_Dataset entries_:
Start of Block

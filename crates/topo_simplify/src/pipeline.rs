//! One-call simplification of fields and data-cube slices.
//!
//! ```text
//!   field ──► mesh ──► augmented tree ──► threshold ──► simplifier ──► output
//! ```

use std::ops::Range;

use tracing::{info, info_span};

use crate::config::{SimplifyConfig, SimplifyMode};
use crate::cube::DataCube;
use crate::error::Result;
use crate::field::{DerivedField, ScalarField};
use crate::mesh::ComponentMesh;
use crate::simplify::{DestructiveSimplifier, PersistenceSimplifier, SimplifyStats};
use crate::tree::AugmentedTree;

/// Result of [`simplify_field`].
#[derive(Clone, Debug, PartialEq)]
pub struct SimplifyOutput {
  pub field: DerivedField,
  pub stats: SimplifyStats,
  /// Max persistence of the tree before simplification.
  pub max_persistence: f32,
  /// Value of the global extreme, if the field was non-empty.
  pub global_extreme: Option<f32>,
}

/// Simplify `field` with a one-component-per-sample mesh.
#[tracing::instrument(skip_all, name = "pipeline::simplify_field")]
pub fn simplify_field<F: ScalarField + ?Sized>(field: &F, config: &SimplifyConfig) -> Result<SimplifyOutput> {
  config.validate()?;

  let mesh = ComponentMesh::from_field(field);
  let tree = AugmentedTree::build(&mesh, config.direction);
  let threshold = config.threshold(&tree);
  let max_persistence = tree.max_persistence();
  let global_extreme = tree.global_extreme_value();

  let (field, stats) = match config.mode {
    SimplifyMode::Destructive => {
      let mut simplifier = DestructiveSimplifier::new(field, &mesh, tree, threshold)?.with_run_mode(config.run_mode);
      simplifier.run();
      let stats = *simplifier.stats();
      (simplifier.into_simplified(), stats)
    }
    SimplifyMode::PersistenceSet => {
      let set = threshold.active_flags(&tree);
      let mut simplifier = PersistenceSimplifier::new(field, &mesh, set)?.with_run_mode(config.run_mode);
      simplifier.run();
      let stats = *simplifier.stats();
      (simplifier.into_simplified(), stats)
    }
  };

  Ok(SimplifyOutput {
    field,
    stats,
    max_persistence,
    global_extreme,
  })
}

/// Simplify each `z` plane of `cube` in `zs`, in order.
pub fn simplify_slices(cube: &DataCube, zs: Range<usize>, config: &SimplifyConfig) -> Result<Vec<SimplifyOutput>> {
  let mut out = Vec::with_capacity(zs.len());
  for z in zs {
    let _span = info_span!("slice", z).entered();
    let plane = cube.slice(z)?;
    out.push(simplify_field(&plane, config)?);
  }
  info!(slices = out.len(), "slices simplified");
  Ok(out)
}

/// Simplify every plane of `cube` and reassemble the result.
pub fn simplify_cube(cube: &DataCube, config: &SimplifyConfig) -> Result<(DataCube, Vec<SimplifyStats>)> {
  let outputs = simplify_slices(cube, 0..cube.depth(), config)?;
  let mut values = Vec::with_capacity(cube.values().len());
  let mut stats = Vec::with_capacity(outputs.len());
  for output in outputs {
    values.extend(output.field.into_vec());
    stats.push(output.stats);
  }
  let cube = DataCube::new(cube.width(), cube.height(), cube.depth(), values)?;
  Ok((cube, stats))
}

#[cfg(test)]
#[path = "pipeline_test.rs"]
mod pipeline_test;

End of Block

_Task_:
In the entries above, find each line with the word "DestructiveSimplifier" and show it.

_Output_:
use crate::simplify::{DestructiveSimplifier, PersistenceSimplifier, SimplifyStats};
      let mut simplifier = DestructiveSimplifier::new(field, &mesh, tree, threshold)?.with_run_mode(config.run_mode);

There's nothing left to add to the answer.